Much of this morality was spear-headed by Quakers. If you're a Quaker, I'm willing to give you some props for your tribe's historical contributions to ending slavery. Much of the resistance to ending slavery was spear-headed by other Christians. When it's pretty much all Christians on both sides, it's pretty meaningless to crow about it being a Christian accomplishment. 

 If you're some other denomination, there you go, taking credit for something done by people you don't agree with enough to belong to their denomination. Not to mention ignoriing the contribution of rationalist Enlightenment thinkers of the time who criticized slavery for violating the natural rights of men.

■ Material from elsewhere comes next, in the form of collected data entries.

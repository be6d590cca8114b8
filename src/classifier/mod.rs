//! Classification Alignment Pipeline
//!
//! One classifier call per batch, one [`Classification`] per input article,
//! input order preserved. The classifier itself is an external collaborator
//! behind the [`Classifier`] trait; this module owns prompt construction,
//! reply parsing and the alignment check that ties classification `i` back to
//! article `i`.
//!
//! ## Flow
//!
//! ```text
//! [ArticleInput; k] ─► build_batch_prompt ─► Classifier ─► parse_aligned ─► [Classification; k]
//! ```

use std::sync::Arc;
use std::time::Duration;

use async_trait::async_trait;
use tracing::{debug, warn};

use crate::types::{ArticleInput, Classification};

pub mod openai;
pub mod parsing;
pub mod prompt;

pub use openai::{OpenAiClassifier, OpenAiSettings};
pub use parsing::{parse_aligned, AlignmentError};
pub use prompt::build_batch_prompt;

/// Errors from the classifier transport.
#[derive(Debug, thiserror::Error)]
pub enum ClassifierError {
    #[error("HTTP error: {0}")]
    Http(#[from] reqwest::Error),
    #[error("authentication failed: {0}")]
    Auth(String),
    #[error("rate limited by classifier")]
    RateLimited,
    #[error("classifier returned HTTP {status}: {body}")]
    Status { status: u16, body: String },
    #[error("classifier call timed out after {0:?}")]
    Timeout(Duration),
    #[error("classifier not configured: {0}")]
    NotConfigured(String),
    #[error("classifier request failed: {0}")]
    Request(String),
    #[error("classifier returned no content")]
    EmptyResponse,
}

/// A generative text classifier: prompt in, free text out.
#[async_trait]
pub trait Classifier: Send + Sync {
    async fn propose_classification(&self, prompt: &str) -> Result<String, ClassifierError>;

    /// Model name for logging.
    fn model_name(&self) -> &str;
}

#[derive(Debug, thiserror::Error)]
pub enum ClassifyError {
    #[error(transparent)]
    Classifier(#[from] ClassifierError),
    #[error("classifier reply misaligned: {0}")]
    Alignment(#[from] AlignmentError),
}

/// Stand-in used when no classifier credentials are configured; every call
/// fails with [`ClassifierError::NotConfigured`].
pub struct UnconfiguredClassifier {
    reason: String,
}

impl UnconfiguredClassifier {
    pub fn new(reason: impl Into<String>) -> Self {
        Self { reason: reason.into() }
    }
}

#[async_trait]
impl Classifier for UnconfiguredClassifier {
    async fn propose_classification(&self, _prompt: &str) -> Result<String, ClassifierError> {
        Err(ClassifierError::NotConfigured(self.reason.clone()))
    }

    fn model_name(&self) -> &str {
        "unconfigured"
    }
}

/// Turns batches of articles into positionally aligned classifications.
pub struct ClassificationPipeline<C: Classifier + ?Sized> {
    classifier: Arc<C>,
    call_timeout: Duration,
}

impl<C: Classifier + ?Sized> ClassificationPipeline<C> {
    pub fn new(classifier: Arc<C>) -> Self {
        Self {
            classifier,
            call_timeout: Duration::from_secs(crate::config::defaults::CLASSIFIER_CALL_TIMEOUT_SECS),
        }
    }

    pub fn with_call_timeout(mut self, call_timeout: Duration) -> Self {
        self.call_timeout = call_timeout;
        self
    }

    pub fn model_name(&self) -> &str {
        self.classifier.model_name()
    }

    /// Classify one batch with a single classifier call.
    ///
    /// Empty input returns an empty result without calling the classifier.
    /// Any misalignment fails the whole batch.
    pub async fn classify(&self, articles: &[ArticleInput]) -> Result<Vec<Classification>, ClassifyError> {
        if articles.is_empty() {
            return Ok(Vec::new());
        }

        let prompt = build_batch_prompt(articles);
        debug!(
            model = self.classifier.model_name(),
            articles = articles.len(),
            prompt_chars = prompt.len(),
            "Requesting batch classification"
        );

        let reply = match tokio::time::timeout(self.call_timeout, self.classifier.propose_classification(&prompt)).await {
            Ok(result) => result?,
            Err(_) => return Err(ClassifierError::Timeout(self.call_timeout).into()),
        };

        parse_aligned(&reply, articles.len()).map_err(|e| {
            warn!(
                model = self.classifier.model_name(),
                articles = articles.len(),
                error = %e,
                "Classifier reply rejected"
            );
            ClassifyError::Alignment(e)
        })
    }

    /// Classify in chunks of at most `max_batch`, one call per chunk.
    ///
    /// Output stays aligned with `articles`. The first failing chunk fails
    /// the whole call.
    pub async fn classify_in_batches(
        &self,
        articles: &[ArticleInput],
        max_batch: usize,
    ) -> Result<Vec<Classification>, ClassifyError> {
        let mut out = Vec::with_capacity(articles.len());
        for chunk in articles.chunks(max_batch.max(1)) {
            out.extend(self.classify(chunk).await?);
        }
        Ok(out)
    }
}
//! Mock HTTP server tests for the outbound clients.
//!
//! Uses [`wiremock`] to stand in for the routing platform, the
//! OpenAI-compatible classifier endpoint and a news feed, exercising the full
//! request/response path of each client.

use std::time::Duration;

use wiremock::matchers::{body_json, header, method, path, query_param};
use wiremock::{Mock, MockServer, ResponseTemplate};

use surge_roster::classifier::{Classifier, ClassifierError, OpenAiClassifier, OpenAiSettings};
use surge_roster::feed::{FeedSource, FetchError, RssFeedSource};
use surge_roster::platform::{CloudPlatform, CloudPlatformConfig, PlatformError, RosterPlatform};
use surge_roster::types::RosterMember;

// ============================================================================
// Routing platform
// ============================================================================

fn platform_for(server: &MockServer) -> CloudPlatform {
    CloudPlatform::new(CloudPlatformConfig {
        api_base: server.uri(),
        login_base: server.uri(),
        client_id: "client".into(),
        client_secret: "secret".into(),
        timeout: Duration::from_secs(5),
    })
    .unwrap()
}

async fn mount_login(server: &MockServer, expected_calls: u64) {
    Mock::given(method("POST"))
        .and(path("/oauth/token"))
        .respond_with(ResponseTemplate::new(200).set_body_json(serde_json::json!({
            "access_token": "tok-1",
            "token_type": "bearer",
            "expires_in": 86400
        })))
        .expect(expected_calls)
        .mount(server)
        .await;
}

#[tokio::test]
async fn platform_lists_group_members_with_cached_token() {
    let server = MockServer::start().await;
    mount_login(&server, 1).await;

    Mock::given(method("GET"))
        .and(path("/api/v2/groups/grp-1/members"))
        .and(header("Authorization", "Bearer tok-1"))
        .and(query_param("pageNumber", "1"))
        .and(query_param("pageSize", "2"))
        .respond_with(ResponseTemplate::new(200).set_body_json(serde_json::json!({
            "entities": [{"id": "u1", "name": "Ada"}, {"id": "u2", "name": "Bea"}],
            "pageSize": 2,
            "pageNumber": 1,
            "total": 3
        })))
        .mount(&server)
        .await;

    Mock::given(method("GET"))
        .and(path("/api/v2/groups/grp-1/members"))
        .and(query_param("pageNumber", "2"))
        .respond_with(ResponseTemplate::new(200).set_body_json(serde_json::json!({
            "entities": [{"id": "u3", "name": "Cy"}],
            "total": 3
        })))
        .mount(&server)
        .await;

    let platform = platform_for(&server);
    let first = platform.list_group_members("grp-1", 1, 2).await.unwrap();
    let second = platform.list_group_members("grp-1", 2, 2).await.unwrap();

    assert_eq!(first.total, 3);
    assert_eq!(first.items[0], RosterMember::new("u1", "Ada"));
    assert_eq!(second.items.len(), 1);
}

#[tokio::test]
async fn platform_adds_members_without_delete_flag() {
    let server = MockServer::start().await;
    mount_login(&server, 1).await;

    Mock::given(method("POST"))
        .and(path("/api/v2/routing/queues/q-1/members"))
        .and(query_param("delete", "false"))
        .and(body_json(serde_json::json!([{"id": "u1"}, {"id": "u2"}])))
        .respond_with(ResponseTemplate::new(204))
        .expect(1)
        .mount(&server)
        .await;

    let platform = platform_for(&server);
    platform
        .add_queue_members("q-1", &[RosterMember::new("u1", "Ada"), RosterMember::new("u2", "Bea")])
        .await
        .unwrap();
}

#[tokio::test]
async fn platform_chunks_large_mutations() {
    let server = MockServer::start().await;
    mount_login(&server, 1).await;

    Mock::given(method("POST"))
        .and(path("/api/v2/routing/queues/q-big/members"))
        .respond_with(ResponseTemplate::new(204))
        .expect(3)
        .mount(&server)
        .await;

    let members: Vec<RosterMember> = (0..250)
        .map(|i| RosterMember::new(format!("u{i}"), format!("Agent {i}")))
        .collect();
    platform_for(&server).add_queue_members("q-big", &members).await.unwrap();
}

#[tokio::test]
async fn platform_login_failure_is_auth_error() {
    let server = MockServer::start().await;
    Mock::given(method("POST"))
        .and(path("/oauth/token"))
        .respond_with(ResponseTemplate::new(401).set_body_string("bad client"))
        .mount(&server)
        .await;

    let err = platform_for(&server).list_queues(1, 25).await.unwrap_err();
    assert!(matches!(err, PlatformError::Auth(_)), "got {err:?}");
}

#[tokio::test]
async fn platform_rejected_mutation_surfaces_body() {
    let server = MockServer::start().await;
    mount_login(&server, 1).await;
    Mock::given(method("POST"))
        .and(path("/api/v2/routing/queues/q-1/members"))
        .respond_with(ResponseTemplate::new(400).set_body_string("unknown user"))
        .mount(&server)
        .await;

    let err = platform_for(&server)
        .add_queue_members("q-1", &[RosterMember::new("ghost", "Ghost")])
        .await
        .unwrap_err();
    match err {
        PlatformError::Rejected(body) => assert_eq!(body, "unknown user"),
        other => panic!("expected Rejected, got {other:?}"),
    }
}

#[test]
fn platform_requires_client_id() {
    let result = CloudPlatform::new(CloudPlatformConfig::for_region(
        "mypurecloud.com",
        "",
        "secret",
        Duration::from_secs(5),
    ));
    assert!(matches!(result, Err(PlatformError::NotConfigured(_))));
}

// ============================================================================
// Classifier
// ============================================================================

fn classifier_for(server: &MockServer) -> OpenAiClassifier {
    OpenAiClassifier::new(OpenAiSettings {
        base_url: server.uri(),
        model: "test-model".into(),
        api_key: "sk-mock".into(),
        temperature: 0.0,
        timeout: Duration::from_secs(5),
    })
    .unwrap()
}

#[tokio::test]
async fn classifier_returns_first_choice_content() {
    let server = MockServer::start().await;
    Mock::given(method("POST"))
        .and(path("/chat/completions"))
        .and(header("Authorization", "Bearer sk-mock"))
        .respond_with(ResponseTemplate::new(200).set_body_json(serde_json::json!({
            "choices": [{
                "index": 0,
                "message": {"role": "assistant", "content": "1. {\"topic\": \"Finance\", \"location\": null, \"importance\": \"LOW\"}"},
                "finish_reason": "stop"
            }]
        })))
        .expect(1)
        .mount(&server)
        .await;

    let reply = classifier_for(&server).propose_classification("prompt").await.unwrap();
    assert!(reply.starts_with("1. {"));
}

#[tokio::test]
async fn classifier_maps_rate_limit() {
    let server = MockServer::start().await;
    Mock::given(method("POST"))
        .and(path("/chat/completions"))
        .respond_with(ResponseTemplate::new(429).set_body_string("slow down"))
        .mount(&server)
        .await;

    let err = classifier_for(&server).propose_classification("prompt").await.unwrap_err();
    assert!(matches!(err, ClassifierError::RateLimited));
}

#[tokio::test]
async fn classifier_maps_auth_failure() {
    let server = MockServer::start().await;
    Mock::given(method("POST"))
        .and(path("/chat/completions"))
        .respond_with(ResponseTemplate::new(401).set_body_string("invalid key"))
        .mount(&server)
        .await;

    let err = classifier_for(&server).propose_classification("prompt").await.unwrap_err();
    assert!(matches!(err, ClassifierError::Auth(_)));
}

#[tokio::test]
async fn classifier_empty_choices_is_empty_response() {
    let server = MockServer::start().await;
    Mock::given(method("POST"))
        .and(path("/chat/completions"))
        .respond_with(ResponseTemplate::new(200).set_body_json(serde_json::json!({"choices": []})))
        .mount(&server)
        .await;

    let err = classifier_for(&server).propose_classification("prompt").await.unwrap_err();
    assert!(matches!(err, ClassifierError::EmptyResponse));
}

// ============================================================================
// Feed source
// ============================================================================

const RSS: &str = r#"<?xml version="1.0"?>
<rss version="2.0"><channel><title>World</title>
  <item><title>Quake hits coast</title><link>https://news.test/a</link><description>&lt;p&gt;Magnitude 6&lt;/p&gt;</description></item>
  <item><title>Rates held</title><link>https://news.test/b</link><description>Central bank pauses</description></item>
</channel></rss>"#;

#[tokio::test]
async fn feed_source_fetches_and_parses_rss() {
    let server = MockServer::start().await;
    Mock::given(method("GET"))
        .and(path("/world.xml"))
        .respond_with(ResponseTemplate::new(200).set_body_string(RSS))
        .mount(&server)
        .await;

    let source = RssFeedSource::new(Duration::from_secs(5)).unwrap();
    let entries = source
        .fetch_entries(&format!("{}/world.xml", server.uri()))
        .await
        .unwrap();

    assert_eq!(entries.len(), 2);
    assert_eq!(entries[0].identifier, "https://news.test/a");
    assert_eq!(entries[0].snippet, "Magnitude 6");
}

#[tokio::test]
async fn feed_source_non_success_status_is_error() {
    let server = MockServer::start().await;
    Mock::given(method("GET"))
        .and(path("/gone.xml"))
        .respond_with(ResponseTemplate::new(404))
        .mount(&server)
        .await;

    let source = RssFeedSource::new(Duration::from_secs(5)).unwrap();
    let err = source
        .fetch_entries(&format!("{}/gone.xml", server.uri()))
        .await
        .unwrap_err();
    assert!(matches!(err, FetchError::Status { status: 404, .. }));
}

#[tokio::test]
async fn feed_source_slow_server_times_out() {
    let server = MockServer::start().await;
    Mock::given(method("GET"))
        .and(path("/slow.xml"))
        .respond_with(ResponseTemplate::new(200).set_body_string(RSS).set_delay(Duration::from_secs(3)))
        .mount(&server)
        .await;

    let source = RssFeedSource::new(Duration::from_millis(200)).unwrap();
    let err = source
        .fetch_entries(&format!("{}/slow.xml", server.uri()))
        .await
        .unwrap_err();
    assert!(matches!(err, FetchError::Timeout(_)), "got {err:?}");
}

If the world is as we think it is, why shouldn't we care about it? The universe doesn't care about us, but we care about it and we care about each other. We're the only kinds of things capable of caring about anything. Caring about stuff is part of our nature. Barring mental problems it is pretty much impossible not to care about something. As a fellow human, this shouldn't mystify you.

(October 17, 2013 at 4:48 pm)Mezmo! Wrote: Ready, fire, aim. Esq you must have skipped my post. Apparently Chas only read the last sentence. Evolution is not a complete solution.

Please point us to the law that says everything must have a complete solution.

(October 17, 2013 at 4:54 pm)Mezmo! Wrote:
(October 17, 2013 at 2:21 pm)downbeatplumb Wrote: Evolution is not random chance.
It is natural selection.
And mutations come from where? You must support intelligent design.

I don't believe you're really this stupid. Mutations are somewhat random, within rather narrow physical constraints. Natural selection is what imposes order and function on reproducing organisms by imposing addtional constraints on mutations, namely that they must not reduce the chances of the organism that has them of successfully reproducing. It's a sorting process that could be said to be intelligent in the way an algorithm could be said to be intelligent, but does not involve conscious design. I don't believe that you're really so ignorant as to think that what downbeatplumb described really is so-called 'intelligent design'. Which just leaves the obvious alternative that you are wanking off on us.

(April 6, 2015 at 10:30 pm)PpurplDrankK Wrote:  I necroposted ...dunno what to do to take it back other than delete it...

And I got caught in it. Apologies, everyone.

(April 7, 2015 at 1:30 pm)Bad Wolf Wrote: Don't know if you noticed how old those quotes are....

I did not, and I was on such a roll, too!
I'm not anti-Christian. I'm anti-stupid.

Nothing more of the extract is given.